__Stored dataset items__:
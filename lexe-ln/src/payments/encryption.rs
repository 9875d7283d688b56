use std::{borrow::Cow, str::FromStr};

use anyhow::{Context, anyhow, ensure};
use common::{aes::AesMasterKey, rng::Crng, time::TimestampMs};
use lexe_api::types::payments::{DbPaymentMetadata, DbPaymentV2, LxPaymentId};
use lexe_std::{const_assert, fmt::DisplayOption};
use tracing::warn;

use crate::payments::{
    PaymentMetadata, PaymentV2, PaymentWithMetadata, v1::PaymentV1,
};

/// The payments schema version we currently use to serialize payments.
///
/// V1 format stores metadata inside the payment blob; there is no metadata.
/// V2 format stores metadata separately; metadata is optional.
const CURRENT_PAYMENTS_VERSION: i16 = 1;
const_assert!(CURRENT_PAYMENTS_VERSION == 1 || CURRENT_PAYMENTS_VERSION == 2);

// --- Public API --- //

/// Encrypts a [`PaymentWithMetadata`] using `CURRENT_PAYMENTS_VERSION`.
///
/// Returns the encrypted payment and optionally the encrypted metadata.
/// V1 format stores metadata inside the payment blob and returns `None`.
/// V2 format stores metadata separately and returns `Some`.
pub fn encrypt_pwm(
    rng: &mut impl Crng,
    vfs_master_key: &AesMasterKey,
    pwm: &PaymentWithMetadata,
    created_at: TimestampMs,
    updated_at: TimestampMs,
) -> anyhow::Result<(DbPaymentV2, Option<DbPaymentMetadata>)> {
    match CURRENT_PAYMENTS_VERSION {
        1 => {
            let payment_v1 = PaymentV1::try_from(pwm.clone())
                .context("Failed to convert payment to v1")?;
            let db_payment = encrypt_payment_v1(
                rng,
                vfs_master_key,
                &payment_v1,
                created_at,
                updated_at,
            );
            Ok((db_payment, None))
        }
        2 => {
            let db_payment = encrypt_payment_v2(
                rng,
                vfs_master_key,
                &pwm.payment,
                created_at,
                updated_at,
            );
            let db_metadata =
                encrypt_metadata(rng, vfs_master_key, &pwm.metadata, updated_at);
            Ok((db_payment, Some(db_metadata)))
        }
        v => Err(anyhow!("Unexpected CURRENT_PAYMENTS_VERSION: {v}")),
    }
}

/// Decrypts a [`DbPaymentV2`] and optional [`DbPaymentMetadata`] into a
/// [`PaymentWithMetadata`].
pub fn decrypt_pwm(
    vfs_master_key: &AesMasterKey,
    db_payment: DbPaymentV2,
    db_metadata: Option<DbPaymentMetadata>,
) -> anyhow::Result<PaymentWithMetadata> {
    let version = db_payment.version;
    match version {
        1 => {
            // V1 metadata was inside the payment blob; it *should* be None.
            if db_metadata.is_some() {
                warn!("v1 payment has metadata; likely a partial migration");
            }
            decrypt_payment_v1(vfs_master_key, db_payment)
                .map(PaymentWithMetadata::from)
        }
        2 => {
            let payment = decrypt_payment_v2(vfs_master_key, db_payment)?;
            let metadata = match db_metadata {
                Some(db_meta) => decrypt_metadata(vfs_master_key, db_meta)?,
                None => PaymentMetadata::empty(payment.id()),
            };
            Ok(PaymentWithMetadata { payment, metadata })
        }
        v => Err(anyhow!("Unsupported payment version: {v}")),
    }
}

// --- PaymentV1 / PaymentV2 --- //

/// Encrypts a [`PaymentV1`] to a [`DbPaymentV2`].
fn encrypt_payment_v1(
    rng: &mut impl Crng,
    vfs_master_key: &AesMasterKey,
    payment: &PaymentV1,
    created_at: TimestampMs,
    updated_at: TimestampMs,
) -> DbPaymentV2 {
    let aad = &[];
    let data_size_hint = None;
    let write_data_cb: &dyn Fn(&mut Vec<u8>) = &|buf| {
        serde_json::to_writer(buf, payment)
            .expect("PaymentV1 serialization always succeeds")
    };

    let data = vfs_master_key.encrypt(rng, aad, data_size_hint, write_data_cb);

    DbPaymentV2 {
        id: payment.id().to_string(),
        kind: None,
        direction: None,
        amount: None,
        fee: None,
        status: Cow::Borrowed(payment.status().as_str()),
        data,
        version: 1,
        created_at: created_at.to_i64(),
        updated_at: updated_at.to_i64(),
    }
}

/// Encrypts a [`PaymentV2`] to a [`DbPaymentV2`].
fn encrypt_payment_v2(
    rng: &mut impl Crng,
    vfs_master_key: &AesMasterKey,
    payment: &PaymentV2,
    created_at: TimestampMs,
    updated_at: TimestampMs,
) -> DbPaymentV2 {
    let version_bytes = 2_i16.to_le_bytes();
    let aad = &[version_bytes.as_slice()];
    let data_size_hint = None;
    let write_data_cb: &dyn Fn(&mut Vec<u8>) = &|buf| {
        serde_json::to_writer(buf, payment)
            .expect("PaymentV2 serialization always succeeds")
    };

    let data = vfs_master_key.encrypt(rng, aad, data_size_hint, write_data_cb);

    DbPaymentV2 {
        id: payment.id().to_string(),
        kind: Some(payment.kind().to_str()),
        direction: Some(Cow::Borrowed(payment.direction().as_str())),
        amount: payment.amount(),
        fee: Some(payment.fee()),
        status: Cow::Borrowed(payment.status().as_str()),
        data,
        version: 2,
        created_at: created_at.to_i64(),
        updated_at: updated_at.to_i64(),
    }
}

/// Decrypts [`DbPaymentV2`] into [`PaymentV1`].
fn decrypt_payment_v1(
    vfs_master_key: &AesMasterKey,
    db_payment: DbPaymentV2,
) -> anyhow::Result<PaymentV1> {
    // Destructure so can update the validation below when a new field is added.
    let DbPaymentV2 {
        id: db_id,
        kind,
        direction,
        amount,
        fee,
        status: db_status,
        data,
        version,
        created_at: _,
        updated_at: _,
    } = db_payment;

    ensure!(version == 1, "expected version 1, got {version}");

    // Version 1 should have no plaintext fields
    ensure!(kind.is_none(), "v1 payment has unexpected 'kind'");
    ensure!(direction.is_none(), "v1 payment has unexpected 'direction'");
    ensure!(amount.is_none(), "v1 payment has unexpected 'amount'");
    ensure!(fee.is_none(), "v1 payment has unexpected 'fee'");

    let aad = &[];
    let plaintext_bytes = vfs_master_key
        .decrypt(aad, data)
        .context("Could not decrypt Payment")?;

    let payment =
        serde_json::from_slice::<PaymentV1>(plaintext_bytes.as_slice())
            .context("Could not deserialize PaymentV1")?;

    // Validate id and status match
    let db_id = LxPaymentId::from_str(&db_id).context("invalid db id")?;
    ensure!(
        payment.id() == db_id,
        "id mismatch: db={db_id}, payment={}",
        payment.id(),
    );
    ensure!(
        payment.status().as_str() == db_status,
        "status mismatch: db={db_status}, payment={}",
        payment.status().as_str(),
    );

    Ok(payment)
}

/// Decrypts [`DbPaymentV2`] into [`PaymentV2`].
fn decrypt_payment_v2(
    vfs_master_key: &AesMasterKey,
    db_payment: DbPaymentV2,
) -> anyhow::Result<PaymentV2> {
    // Destructure so can update the validation below when a new field is added.
    let DbPaymentV2 {
        id: db_id,
        kind,
        direction,
        amount,
        fee,
        status: db_status,
        data,
        version,
        created_at: _,
        updated_at: _,
    } = db_payment;

    ensure!(version == 2, "expected version 2, got {version}");

    let version_bytes = version.to_le_bytes();
    let aad = &[version_bytes.as_slice()];
    let plaintext_bytes = vfs_master_key
        .decrypt(aad, data)
        .context("Could not decrypt Payment")?;

    let payment = serde_json::from_slice::<PaymentV2>(&plaintext_bytes)
        .context("Could not deserialize PaymentV2")?;

    // Validate all plaintext fields match
    let db_id = LxPaymentId::from_str(&db_id).context("invalid db id")?;
    let db_kind = kind.context("version 2 payment missing 'kind' field")?;
    let db_direction =
        direction.context("version 2 payment missing 'direction' field")?;
    // Normally, we'd `amount.context()?` here, but amount can be None for
    // amountless inbound invoice payments.
    let db_fee = fee.context("version 2 payment missing 'fee' field")?;

    ensure!(
        payment.id() == db_id,
        "id mismatch: db={db_id}, payment={}",
        payment.id(),
    );
    ensure!(
        payment.status().as_str() == db_status,
        "status mismatch: db={db_status}, payment={}",
        payment.status().as_str(),
    );
    ensure!(
        payment.kind().to_str() == db_kind,
        "kind mismatch: db={db_kind}, payment={}",
        payment.kind().to_str(),
    );
    ensure!(
        payment.direction().as_str() == db_direction,
        "direction mismatch: db={db_direction}, payment={}",
        payment.direction().as_str(),
    );
    // amount can be None for amountless inbound invoice payments
    ensure!(
        payment.amount() == amount,
        "amount mismatch: db={}, payment={}",
        DisplayOption(amount),
        DisplayOption(payment.amount()),
    );
    ensure!(
        payment.fee() == db_fee,
        "fee mismatch: db={db_fee:?}, payment={:?}",
        payment.fee(),
    );

    Ok(payment)
}

// --- PaymentMetadata --- //

/// Encrypts a [`PaymentMetadata`] to a [`DbPaymentMetadata`].
fn encrypt_metadata(
    rng: &mut impl Crng,
    vfs_master_key: &AesMasterKey,
    metadata: &PaymentMetadata,
    updated_at: TimestampMs,
) -> DbPaymentMetadata {
    let aad = &[];
    let data_size_hint = None;
    let write_data_cb: &dyn Fn(&mut Vec<u8>) = &|buf| {
        serde_json::to_writer(buf, metadata)
            .expect("PaymentMetadata serialization always succeeds")
    };

    let data = vfs_master_key.encrypt(rng, aad, data_size_hint, write_data_cb);

    DbPaymentMetadata {
        id: metadata.id.to_string(),
        data,
        updated_at: updated_at.to_i64(),
    }
}

/// Decrypts a [`DbPaymentMetadata`] to [`PaymentMetadata`].
fn decrypt_metadata(
    vfs_master_key: &AesMasterKey,
    db_metadata: DbPaymentMetadata,
) -> anyhow::Result<PaymentMetadata> {
    let aad = &[];
    let plaintext_bytes = vfs_master_key
        .decrypt(aad, db_metadata.data)
        .context("Could not decrypt PaymentMetadata")?;

    serde_json::from_slice(&plaintext_bytes)
        .context("Could not deserialize PaymentMetadata")
}

#[cfg(test)]
mod test {
    use common::{aes::AesMasterKey, rng::FastRng, time::TimestampMs};
    use proptest::{arbitrary::any, prop_assert_eq, proptest};

    use super::*;

    // encrypt_payment_v1 -> decrypt_payment_v1 = id
    #[test]
    fn payment_v1_encryption_roundtrip() {
        proptest!(|(
            mut rng in any::<FastRng>(),
            vfs_master_key in any::<AesMasterKey>(),
            payment in any::<PaymentV1>(),
            now in any::<TimestampMs>(),
        )| {
            let created_at = payment.created_at();
            let updated_at = now;

            let encrypted = encrypt_payment_v1(
                &mut rng,
                &vfs_master_key,
                &payment,
                created_at,
                updated_at,
            );

            let decrypted =
                decrypt_payment_v1(&vfs_master_key, encrypted).unwrap();

            prop_assert_eq!(payment, decrypted);
        })
    }

    // encrypt_payment_v2 -> decrypt_payment_v2 = id
    #[test]
    fn payment_v2_encryption_roundtrip() {
        proptest!(|(
            mut rng in any::<FastRng>(),
            vfs_master_key in any::<AesMasterKey>(),
            payment in any::<PaymentV2>(),
            now in any::<TimestampMs>(),
        )| {
            let created_at = payment.created_at().unwrap_or(now);
            let updated_at = now;

            let encrypted = encrypt_payment_v2(
                &mut rng,
                &vfs_master_key,
                &payment,
                created_at,
                updated_at,
            );

            let decrypted =
                decrypt_payment_v2(&vfs_master_key, encrypted).unwrap();

            prop_assert_eq!(payment, decrypted);
        })
    }

    // encrypt_metadata -> decrypt_metadata = id
    #[test]
    fn payment_metadata_encryption_roundtrip() {
        proptest!(|(
            mut rng in any::<FastRng>(),
            vfs_master_key in any::<AesMasterKey>(),
            metadata in any::<PaymentMetadata>(),
            now in any::<TimestampMs>(),
        )| {
            let encrypted = encrypt_metadata(
                &mut rng,
                &vfs_master_key,
                &metadata,
                now,
            );

            let decrypted =
                decrypt_metadata(&vfs_master_key, encrypted).unwrap();

            prop_assert_eq!(metadata, decrypted);
        })
    }

    // encrypt_pwm -> decrypt_pwm = id (for PaymentV1 input)
    #[test]
    fn pwm_v1_roundtrip() {
        proptest!(|(
            mut rng in any::<FastRng>(),
            vfs_master_key in any::<AesMasterKey>(),
            payment_v1 in any::<PaymentV1>(),
            now in any::<TimestampMs>(),
        )| {
            let pwm = PaymentWithMetadata::from(payment_v1);
            let created_at = pwm.payment.created_at().unwrap_or(now);
            let updated_at = now;

            let (db_payment, db_metadata) = encrypt_pwm(
                &mut rng,
                &vfs_master_key,
                &pwm,
                created_at,
                updated_at,
            ).unwrap();

            let decrypted =
                decrypt_pwm(&vfs_master_key, db_payment, db_metadata).unwrap();

            prop_assert_eq!(pwm, decrypted);
        })
    }

    // encrypt_pwm -> decrypt_pwm = id (for PaymentV2 + metadata input)
    #[test]
    fn pwm_v2_roundtrip() {
        proptest!(|(
            mut rng in any::<FastRng>(),
            vfs_master_key in any::<AesMasterKey>(),
            payment in any::<PaymentV2>(),
            mut metadata in any::<PaymentMetadata>(),
            now in any::<TimestampMs>(),
        )| {
            metadata.id = payment.id();
            let pwm = PaymentWithMetadata { payment, metadata };
            let created_at = pwm.payment.created_at().unwrap_or(now);
            let updated_at = now;

            let (db_payment, db_metadata) = encrypt_pwm(
                &mut rng,
                &vfs_master_key,
                &pwm,
                created_at,
                updated_at,
            ).unwrap();

            let decrypted =
                decrypt_pwm(&vfs_master_key, db_payment, db_metadata).unwrap();

            prop_assert_eq!(pwm, decrypted);
        })
    }
}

__BRIEF__: Take every line above where "mismatch" appears and copy it.

__ANSWER AREA__:
        "id mismatch: db={db_id}, payment={}",
        "status mismatch: db={db_status}, payment={}",
        "id mismatch: db={db_id}, payment={}",
        "status mismatch: db={db_status}, payment={}",
        "kind mismatch: db={db_kind}, payment={}",
        "direction mismatch: db={db_direction}, payment={}",
        "amount mismatch: db={}, payment={}",
        "fee mismatch: db={db_fee:?}, payment={:?}",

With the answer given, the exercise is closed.